◆ **Instructions to follow**: From the records below, work out how many lines contain "types". Reply with that number alone.

[Input for this task Boundary: Start]

//! Shared types for the BigQuery foreign data wrapper core
//!
//! Holds the pieces every other crate leans on: column and value types,
//! the static type-mapping tables, the SQL dialect switch and the injected
//! diagnostics channel.

mod diagnostics;
mod dialect;
pub mod mapping;
mod types;

pub use diagnostics::{CollectingReporter, Diagnostic, Diagnostics, Reporter, Severity, TracingReporter};
pub use dialect::SqlDialect;
pub use mapping::{ConversionRule, TemporalFamily, TypeMapping};
pub use types::*;

/// Maximum number of columns a relational table may carry.
pub const MAX_TABLE_COLUMNS: usize = 1600;

/// Identifiers longer than this many bytes are truncated by the relational engine.
pub const MAX_IDENTIFIER_BYTES: usize = 63;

[Input for this task Boundary: End]

◆ **Response for this exercise**: 4